Closed lfrancke closed 1 year ago
I want to do the same as well. I suggest extending the docker image used by stackable. https://github.com/stackabletech/docker-images/blob/main/nifi/Dockerfile
and publish it in my local docker registry and instruct the NiFi CRDs to use my docker registry image instead.
Is that going to work? Any thoughts?
I want to do the same as well. I suggest extending the docker image used by stackable. https://github.com/stackabletech/docker-images/blob/main/nifi/Dockerfile
and publish it in my local docker registry and instruct the NiFi CRDs to use my docker registry image instead.
Is that going to work? Any thoughts?
Yes that should work. You could then use image.custom
to reference your docker registry (https://docs.stackable.tech/home/stable/concepts/product_image_selection.html#_custom_images) and tag.
This might come down to just docs but we should check if there's a more convenient way to do this.
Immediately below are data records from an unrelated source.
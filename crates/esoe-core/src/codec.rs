//! Document codec seam.
//!
//! Signing, signature verification and XML rendering live behind
//! [`DocumentCodec`]. Processors hand it protocol documents and get wire
//! bytes back, and the reverse.

use crate::error::CodecError;
use crate::protocol::ProtocolDocument;

/// Marshals and signs protocol documents, and verifies and parses them.
pub trait DocumentCodec: Send + Sync {
    /// Render and sign a document.
    fn marshal_signed(&self, document: &ProtocolDocument) -> Result<Vec<u8>, CodecError>;

    /// Verify the signature of a document and parse it.
    ///
    /// # Errors
    ///
    /// Returns `SignatureInvalid` or `ReferenceInvalid` when verification
    /// fails, and `Unmarshal` when the bytes are not a valid document.
    fn unmarshal_signed(&self, bytes: &[u8]) -> Result<ProtocolDocument, CodecError>;
}

/// Unsigned JSON rendering of the protocol model.
///
/// Performs no signing or verification. Suitable for tests and for local
/// deployments where both sides trust the channel.
#[derive(Debug, Clone, Copy, Default)]
pub struct JsonDocumentCodec;

impl DocumentCodec for JsonDocumentCodec {
    fn marshal_signed(&self, document: &ProtocolDocument) -> Result<Vec<u8>, CodecError> {
        serde_json::to_vec(document).map_err(|e| CodecError::marshal(e.to_string()))
    }

    fn unmarshal_signed(&self, bytes: &[u8]) -> Result<ProtocolDocument, CodecError> {
        serde_json::from_slice(bytes).map_err(|e| CodecError::unmarshal(e.to_string()))
    }
}
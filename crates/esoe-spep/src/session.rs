//! Principal sessions as seen by the enforcement point.
//!
//! Sessions are owned by an external store. The decision cache only uses
//! a session's ESOE session identifier as its key.

use async_trait::async_trait;
use time::OffsetDateTime;

use crate::error::SessionError;

/// An authenticated principal known to this enforcement point.
#[derive(Debug, Clone, PartialEq, Eq)]
pub struct PrincipalSession {
    /// Session identifier issued by the identity provider.
    pub esoe_session_id: String,

    /// Expiry of the session, if bounded.
    pub expires_at: Option<OffsetDateTime>,
}

impl PrincipalSession {
    /// Create an unbounded session.
    #[must_use]
    pub fn new(esoe_session_id: impl Into<String>) -> Self {
        Self {
            esoe_session_id: esoe_session_id.into(),
            expires_at: None,
        }
    }

    /// Set the expiry of the session.
    #[must_use]
    pub fn with_expiry(mut self, expires_at: OffsetDateTime) -> Self {
        self.expires_at = Some(expires_at);
        self
    }

    /// Key under which the decision cache stores this principal.
    #[must_use]
    pub fn cache_key(&self) -> &str {
        &self.esoe_session_id
    }

    /// Whether the session has expired at `now`.
    #[must_use]
    pub fn is_expired_at(&self, now: OffsetDateTime) -> bool {
        self.expires_at.is_some_and(|expiry| now >= expiry)
    }
}

/// Storage of principal sessions for the enforcement point.
#[async_trait]
pub trait SessionStore: Send + Sync {
    /// Resolve a local session identifier to a principal session.
    ///
    /// Returns `Ok(None)` if the session does not exist.
    async fn principal_session(
        &self,
        session_id: &str,
    ) -> Result<Option<PrincipalSession>, SessionError>;

    /// Terminate a principal's session locally.
    async fn terminate(&self, session: &PrincipalSession) -> Result<(), SessionError>;
}
impl CacheSnapshot {
    fn compile(source: GroupTargetMap) -> Self {
        let targets = source
            .iter()
            .map(|(group, authz)| {
                let compiled = CompiledGroupTarget {
                    pattern: Arc::new(TargetPattern::new(group.as_str())),
                    authz_targets: authz
                        .iter()
                        .map(|a| (a.clone(), Arc::new(TargetPattern::new(a.as_str()))))
                        .collect(),
                };
                (group.clone(), compiled)
            })
            .collect();

        Self {
            source,
            targets,
            principals: DashMap::new(),
        }
    }
}

// =============================================================================
// Per-principal structure
// =============================================================================

#[derive(Debug, Clone, PartialEq, Eq)]
struct CachedDecision {
    action: Option<TargetPattern>,
    decision: Decision,
}

#[derive(Debug)]
struct AuthzTargetEntry {
    pattern: Arc<TargetPattern>,
    decisions: Vec<CachedDecision>,
}

#[derive(Debug)]
struct GroupTargetEntry {
    pattern: Arc<TargetPattern>,
    authz_targets: IndexMap<String, AuthzTargetEntry>,
}

impl GroupTargetEntry {
    /// Fold every entry of every matching authz target.
    ///
    /// An authz target with no stored decisions yields `NotCached`.
    fn lookup(&self, resource: &str, action: Option<&str>) -> Option<Decision> {
        let mut result: Option<Decision> = None;

        for entry in self.authz_targets.values() {
            if !entry.pattern.matches(resource) {
                continue;
            }

            if entry.decisions.is_empty() {
                result = Some(Decision::accumulate(result, Decision::NotCached));
                continue;
            }

            for cached in &entry.decisions {
                if action_matches(cached.action.as_ref(), action) {
                    result = Some(Decision::accumulate(result, cached.decision));
                }
            }
        }

        result
    }
}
Ideally I'd like to add something to the NiFi CRD that gives the option of adding custom processors with more convenience.
Something like:
---
apiVersion: nifi.stackable.tech/v1alpha1
kind: NifiCluster
metadata:
name: simple-nifi
spec:
clusterConfig:
customProcessors:
- fetchUrl:
url: http://my-company/repo/processor.nar
checksum: 12345
- persistentVolumeClaim
name: my-pvc-containing-processors
- gitReference
git: git:// ....
None of this is fully thought through, but I think specifying external stuff may come up more than once, this might be something worth abstracting over as it is basically just a way of saying "I need this on the classpath please".
TL&DR; I believe the future proof and more flexible solution is to use the Nifi registry. But that is a much larger task, so just mount some volumes and their contents to the lib
or extensions
folders.
Sorry for being late to the party and rewinding a bit on past discussions.
I've spent some time reading the Nifi documentation and I now see this problem in a bigger context: dynamically provision different type of artifacts: jdbc drivers, processors (packaged as NAR files), templates and workflows.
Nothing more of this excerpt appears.